Depending on the resolution and the test load, different hardness ranges can be analyzed. The standard TDT probe with a test load of 50 N allows a measurement range from about 100 HV5 to 900 HV5. For softer materials a lower test load has to be applied.
In principle, all kind of materials can be tested as long as the hardness value is in the range of the TDT probe used for the measurement.
|Fig 4: Typical Vickers diamond indentations obtained by TDT measurements on a) steel b) coiled steel c) Teflon and d) ceramics (Al2O3).|
Figure 4 shows some typical Vickers diamond indentations obtained by the TDT instrument on different materials under test. TDT – for example – allows to determine the hardness of bulk material
By viewing through the diamond under load the Through Diamond Technique opens up new applications for hardness testing. The portable instrument not only allows for on-site measurements but also enables hardness measurements on all kind of materials. The obtained hardness value corresponds to Vickers testing, with the exception that TDT measures under load, thus also enabling measurement of elastic materials where usual indentation hardness fails.

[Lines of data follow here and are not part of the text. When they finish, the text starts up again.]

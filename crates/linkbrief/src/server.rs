//! HTTP service exposing the pipeline.
//!
//! # Endpoints
//!
//! | Method | Path | Description |
//! |--------|------|-------------|
//! | `POST` | `/scrapeWebsite` | Fetch a page and return its metadata and body text |
//! | `POST` | `/summarizeContent` | Summarize caller-supplied text |
//! | `POST` | `/scrapeAndSummarize` | Fetch, extract and summarize in one call |
//! | `GET`  | `/health` | Health check (returns version) |
//!
//! Successful responses are `{ "success": true, "data": ... }`. Failures are
//! `{ "error": "...", "details": "..." }` with `400` for bad input and `500`
//! for upstream failures. `OPTIONS` answers `204` with permissive CORS
//! headers; any other method is `405`.

use crate::error::PipelineError;
use crate::pipeline::Pipeline;
use crate::types::{ScrapeRequest, SummarizeRequest, SummaryData};
use axum::{
    extract::{rejection::JsonRejection, State},
    http::{header, HeaderValue, StatusCode},
    response::{IntoResponse, Response},
    routing::{get, post, MethodRouter},
    Json, Router,
};
use serde::Serialize;
use std::sync::Arc;
use tokio::net::TcpListener;

/// Build the router for `pipeline`
pub fn router(pipeline: Arc<Pipeline>) -> Router {
    Router::new()
        .route("/scrapeWebsite", endpoint(post(handle_scrape)))
        .route("/summarizeContent", endpoint(post(handle_summarize)))
        .route("/scrapeAndSummarize", endpoint(post(handle_scrape_and_summarize)))
        .route("/health", endpoint(get(handle_health)))
        .layer(axum::middleware::map_response(allow_any_origin))
        .with_state(pipeline)
}

/// Bind `bind_addr` and serve until the process exits
pub async fn run_server(bind_addr: &str, pipeline: Arc<Pipeline>) -> std::io::Result<()> {
    let listener = TcpListener::bind(bind_addr).await?;
    tracing::info!(addr = %listener.local_addr()?, "LinkBrief listening");
    serve(listener, pipeline).await
}

/// Serve on an already-bound listener
pub async fn serve(listener: TcpListener, pipeline: Arc<Pipeline>) -> std::io::Result<()> {
    axum::serve(listener, router(pipeline)).await
}

/// Add the CORS preflight and the JSON `405` to a route
fn endpoint(route: MethodRouter<Arc<Pipeline>>) -> MethodRouter<Arc<Pipeline>> {
    route.options(handle_preflight).fallback(method_not_allowed)
}

async fn allow_any_origin(mut response: Response) -> Response {
    response.headers_mut().insert(
        header::ACCESS_CONTROL_ALLOW_ORIGIN,
        HeaderValue::from_static("*"),
    );
    response
}

// ============ Responses ============

#[derive(Serialize)]
struct SuccessBody<T> {
    success: bool,
    data: T,
}

fn success<T: Serialize>(data: T) -> Response {
    (StatusCode::OK, Json(SuccessBody { success: true, data })).into_response()
}

#[derive(Serialize)]
struct ErrorBody {
    error: String,
    #[serde(skip_serializing_if = "Option::is_none")]
    details: Option<String>,
}

/// Error that converts into a JSON HTTP response
#[derive(Debug)]
struct ApiError {
    status: StatusCode,
    error: String,
    details: Option<String>,
}

impl ApiError {
    fn bad_request(error: impl Into<String>) -> Self {
        Self {
            status: StatusCode::BAD_REQUEST,
            error: error.into(),
            details: None,
        }
    }

    /// Map a pipeline failure; `failure` labels upstream (500) errors
    fn from_pipeline(err: PipelineError, failure: &str) -> Self {
        match err {
            PipelineError::Validation(e) => Self::bad_request(e.to_string()),
            PipelineError::Fetch(e) => Self::upstream(failure, e.to_string()),
            PipelineError::Summarize(e) => Self::upstream(failure, e.to_string()),
        }
    }

    fn upstream(failure: &str, details: String) -> Self {
        tracing::error!(error = failure, details = %details, "Request failed");
        Self {
            status: StatusCode::INTERNAL_SERVER_ERROR,
            error: failure.to_string(),
            details: Some(details),
        }
    }
}

impl From<JsonRejection> for ApiError {
    fn from(rejection: JsonRejection) -> Self {
        Self {
            status: StatusCode::BAD_REQUEST,
            error: "Invalid JSON body".to_string(),
            details: Some(rejection.body_text()),
        }
    }
}

impl IntoResponse for ApiError {
    fn into_response(self) -> Response {
        let body = ErrorBody {
            error: self.error,
            details: self.details,
        };
        (self.status, Json(body)).into_response()
    }
}

fn required(value: Option<String>, message: &str) -> Result<String, ApiError> {
    value
        .filter(|v| !v.trim().is_empty())
        .ok_or_else(|| ApiError::bad_request(message))
}

// ============ Handlers ============

async fn handle_preflight() -> Response {
    (
        StatusCode::NO_CONTENT,
        [
            (header::ACCESS_CONTROL_ALLOW_METHODS, "GET, POST, OPTIONS"),
            (
                header::ACCESS_CONTROL_ALLOW_HEADERS,
                "Content-Type, Authorization",
            ),
            (header::ACCESS_CONTROL_MAX_AGE, "3600"),
        ],
    )
        .into_response()
}

async fn method_not_allowed() -> Response {
    (
        StatusCode::METHOD_NOT_ALLOWED,
        Json(ErrorBody {
            error: "Method not allowed".to_string(),
            details: None,
        }),
    )
        .into_response()
}

#[derive(Serialize)]
struct HealthResponse {
    status: &'static str,
    version: &'static str,
}

async fn handle_health() -> Json<HealthResponse> {
    Json(HealthResponse {
        status: "ok",
        version: env!("CARGO_PKG_VERSION"),
    })
}

/// `POST /scrapeWebsite`
async fn handle_scrape(
    State(pipeline): State<Arc<Pipeline>>,
    body: Result<Json<ScrapeRequest>, JsonRejection>,
) -> Result<Response, ApiError> {
    let Json(request) = body?;
    let url = required(request.url, "URL is required")?;

    let metadata = pipeline
        .scrape(&url)
        .await
        .map_err(|e| ApiError::from_pipeline(e, "Failed to scrape website"))?;
    Ok(success(metadata))
}

/// `POST /summarizeContent`
async fn handle_summarize(
    State(pipeline): State<Arc<Pipeline>>,
    body: Result<Json<SummarizeRequest>, JsonRejection>,
) -> Result<Response, ApiError> {
    let Json(request) = body?;
    let content = required(request.content, "Content is required")?;

    let summary = pipeline
        .summarize(&content, request.title.as_deref(), request.url.as_deref())
        .await
        .map_err(|e| ApiError::from_pipeline(e, "Failed to summarize content"))?;
    Ok(success(SummaryData { summary }))
}

/// `POST /scrapeAndSummarize`
async fn handle_scrape_and_summarize(
    State(pipeline): State<Arc<Pipeline>>,
    body: Result<Json<ScrapeRequest>, JsonRejection>,
) -> Result<Response, ApiError> {
    let Json(request) = body?;
    let url = required(request.url, "URL is required")?;

    let brief = pipeline
        .scrape_and_summarize(&url)
        .await
        .map_err(|e| ApiError::from_pipeline(e, "Failed to scrape and summarize"))?;
    Ok(success(brief))
}

#[cfg(test)]
mod tests {
    use super::*;
    use crate::error::{FetchError, SummarizeError, ValidationError};

    #[test]
    fn test_validation_errors_are_400() {
        let err = ApiError::from_pipeline(
            ValidationError::MissingUrl.into(),
            "Failed to scrape website",
        );
        assert_eq!(err.status, StatusCode::BAD_REQUEST);
        assert_eq!(err.error, "URL is required");
        assert!(err.details.is_none());
    }

    #[test]
    fn test_upstream_errors_are_500_with_details() {
        let err = ApiError::from_pipeline(
            FetchError::HttpStatus(502).into(),
            "Failed to scrape website",
        );
        assert_eq!(err.status, StatusCode::INTERNAL_SERVER_ERROR);
        assert_eq!(err.error, "Failed to scrape website");
        assert_eq!(
            err.details.as_deref(),
            Some("Request failed with status code 502")
        );

        let err = ApiError::from_pipeline(
            SummarizeError::Config("OpenAI API key is not configured".to_string()).into(),
            "Failed to summarize content",
        );
        assert_eq!(err.status, StatusCode::INTERNAL_SERVER_ERROR);
        assert!(err.details.unwrap().contains("API key"));
    }

    #[test]
    fn test_required_rejects_blank() {
        assert!(required(None, "URL is required").is_err());
        assert!(required(Some("  ".to_string()), "URL is required").is_err());
        assert_eq!(
            required(Some("example.com".to_string()), "URL is required").unwrap(),
            "example.com"
        );
    }
}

Mobile hardness testing instruments will not replace the conventional bench-top machines, but nevertheless, they became an indispensable addition for hardness testing units. During the last decades several portable instruments based on different physical methods were developed. Today portable units are widespread and accepted tools for portable, on-site hardness testing applications.
Those instruments solve plenty of mobile hardness testing tasks, but however, each method is limited – more or less – to a specific application area and, therefore, the decision as to which method and instrument to use strongly depends on the testing application.